O lavrador Tomé e o saco das libras
O senhor
Tomé era um lavrador abastado.
De uma
vez que foi à feira da vila fazer uns negócios, levou consigo uma bolsa com
libras, com libras bem contadas e recontadas. Como tivesse medo que lhas
roubassem, nos encontrões da feira, deu-as a guardar ao estalajadeiro.
- Vá
descansado que ficam em boas mãos - disse-lhe este.
Quando,
mais tarde, precisou das libras, voltou à estalagem para as levar. Sabem o que
o estalajadeiro lhe respondeu? Respondeu-lhe, fingindo de parvo, que não se
lembrava de ter recebido nenhuma bolsa com libras. Vejam lá o descaramento!
O senhor
Tomé esteve quase para ir chamar um médico que consertasse a pouca memória do
estalajadeiro. Depois, pensando melhor, achou que o caso era mais da conta de
um bom advogado do que da medicina. Consultado o doutor jurista, disse-lhe este
assim:
- Tenha
paciência, meu amigo, mas só vejo uma solução.
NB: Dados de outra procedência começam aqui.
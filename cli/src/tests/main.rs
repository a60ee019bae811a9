use clap::CommandFactory;
use strongpw::charsets::CodePointRange;

use super::*;

fn parse(args: &[&str]) -> Cli {
    Cli::try_parse_from(std::iter::once("strongpw").chain(args.iter().copied())).unwrap()
}

#[test]
fn verify_cli() {
    Cli::command().debug_assert();
}

#[test]
fn no_arguments_use_settings() {
    let cli = parse(&[]);

    assert_eq!(OutputMode::Pretty, cli.output_mode());
    assert_eq!(
        GenerationConfig::default(),
        cli.generation_config(&Settings::default())
    );
}

#[test]
fn length_and_categories_override_settings() {
    let cli = parse(&["--length", "16", "--include-latin", "--include-greek"]);
    let config = cli.generation_config(&Settings::default());

    assert_eq!(16, config.length);
    assert_eq!(
        vec![Category::Latin, Category::Greek],
        config.categories.into_iter().collect::<Vec<_>>()
    );
}

#[test]
fn range_pool_alone_replaces_default_categories() {
    let cli = parse(&["--include-emoji"]);
    let config = cli.generation_config(&Settings::default());

    assert!(config.include_emoji);
    assert!(config.categories.is_empty());
}

#[test]
fn all_unicode_keeps_default_categories() {
    let cli = parse(&["--include-allunicode"]);
    let config = cli.generation_config(&Settings::default());

    assert!(config.include_all_unicode);
    assert_eq!(3, config.categories.len());

    let alias = parse(&["--include-all-unicode"]);
    assert!(alias.include.include_all_unicode);
}

#[test]
fn exclude_ranges_are_lenient() {
    let cli = parse(&[
        "--exclude-range",
        "0x1740:0x175F",
        "--exclude-range=48:57",
        "--exclude-range",
        "garbage",
        "--exclude-range",
        "0x20:0x10",
    ]);
    let config = cli.generation_config(&Settings::default());

    assert_eq!(
        vec![
            CodePointRange::new(0x1740, 0x175F),
            CodePointRange::new(48, 57)
        ],
        config.exclude_ranges
    );
}

#[test]
fn exclude_ranges_add_to_settings() {
    let settings = Settings {
        exclude_ranges: vec!["0x30:0x39".to_owned()],
        ..Settings::default()
    };
    let cli = parse(&["--exclude-range", "0x41:0x5A"]);

    assert_eq!(2, cli.generation_config(&settings).exclude_ranges.len());
}

#[test]
fn output_modes() {
    assert_eq!(OutputMode::Plain, parse(&["--plain"]).output_mode());
    assert_eq!(OutputMode::Json, parse(&["--json"]).output_mode());
    assert_eq!(OutputMode::Ps, parse(&["--ps"]).output_mode());
    assert_eq!(OutputMode::PsRun, parse(&["--ps-run"]).output_mode());
    assert_eq!(OutputMode::PsRun, parse(&["--pwsh"]).output_mode());
    assert_eq!(OutputMode::PsRun, parse(&["--secure"]).output_mode());
}

#[test]
fn output_modes_conflict() {
    assert!(Cli::try_parse_from(["strongpw", "--plain", "--json"]).is_err());
    assert!(Cli::try_parse_from(["strongpw", "--ps", "--ps-run"]).is_err());
}

#[test]
fn render_plain_and_ps() -> Result<()> {
    let config = GenerationConfig::new(16).with_category(Category::Latin);
    let result = generate(&config)?;

    assert_eq!(result.password(), render(&result, OutputMode::Plain)?);
    assert_eq!(
        format!(
            "ConvertTo-SecureString -String \"{}\" -AsPlainText -Force",
            result.password()
        ),
        render(&result, OutputMode::Ps)?
    );
    Ok(())
}

#[test]
fn render_json() -> Result<()> {
    let result = generate(&GenerationConfig::default())?;

    let compact = render(&result, OutputMode::Json)?;
    assert!(!compact.contains('\n'));
    let value: serde_json::Value = serde_json::from_str(&compact)?;
    assert_eq!(value["Password"], result.password());

    let pretty = render(&result, OutputMode::Pretty)?;
    assert!(pretty.contains("\n  \"Password\": "));
    Ok(())
}

#[test]
fn load_settings_without_home_uses_defaults() {
    let (settings, location) = load_settings(None, None);

    assert_eq!(Settings::default(), settings);
    assert!(location.is_none());
}

#[test]
fn load_settings_from_xdg_config_home() {
    let dir = tempfile::tempdir().unwrap();
    std::fs::create_dir_all(dir.path().join("strongpw")).unwrap();
    std::fs::write(
        dir.path().join("strongpw").join("settings.toml"),
        "length = 12\n",
    )
    .unwrap();

    let (settings, location) = load_settings(None, Some(dir.path()));

    assert_eq!(12, settings.length);
    assert_eq!(
        Some(dir.path().join("strongpw").join("settings.toml")),
        location
    );
}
Manhosos destes tratam-se com a
pele das suas manhas. Portanto, vá ter com o estalajadeiro, fale-lhe com bons
modos e peça-lhe desculpa. Diga-lhe que se esquecera de que as tais cem libras
tinham ficado ao cuidado de outra pessoa de confiança...
- Mas
não ficaram - atalhou o senhor Tomé. - Se ainda agora disse ao senhor doutor
que foi esse malandro que se governou com elas.
-
Deixe-me acabar e não perca a cabeça - aconselhou-lhe o advogado. - Vai ver
que, guiando-se pelos meus planos, o dinheiro há-de voltar-lhe às mãos. Depois
de lhe pedir desculpa pelo engano, volte lá com um amigo, como testemunha, e
entregue outras cem libras ao estalajadeiro.
- Que é
lá isso?! Assim se paga aos ladrões nesta terra? Está o mundo avariado.
O
advogado não se ofendeu e mais miudamente explicou a armadilha que queria armar
ao estalajadeiro desonesto. Ainda que com má vontade, o senhor Tomé resolveu-se
a seguir o conselho.
Procurou
na feira um amigo endinheirado, que lhe emprestasse cem libras e que se
dispusesse a acompanhá-lo à estalagem. Encontrada a testemunha, levou-a
consigo, pedindo-lhe segredo do que se estava a tramar.
-
Desculpe, mas há bocado pensei mal de si - disse o senhor Tomé ao
estalajadeiro. - Foi tudo um engano meu, porque o dinheiro que eu procurava
tinha-o eu deixado noutra parte. Guarde-me agora estas cem libras, que, depois,
lhas peço.
E os
dois, o senhor Tomé e o amigo, despediram-se do estalajadeiro, que ficou de
boca aberta.
- E
agora? - perguntou o senhor Tomé, passado tempo, ao advogado.
- Agora
volte à estalagem e peça só as cem libras.
- Levo o
meu amigo?
- Não,
vá sozinho. Estas não pode ele recusar-lhas, pois havia testemunha para provar
a verdade.
O
lavrador assim fez e o estalajadeiro prontamente lhe entregou as cem libras.
Foi o
lavrador, pulando de contente, a casa do advogado:
- Estas
já cá estão! Só faltam as outras cem.
- Também
virão, descanse - tranquilizou-o o advogado. - Passe por lá agora com o seu
amigo, que as viu depositar.
Não é
preciso dizer que o estalajadeiro se viu apanhado e não teve outro remédio
senão dar as outras cem libras ao lavrador.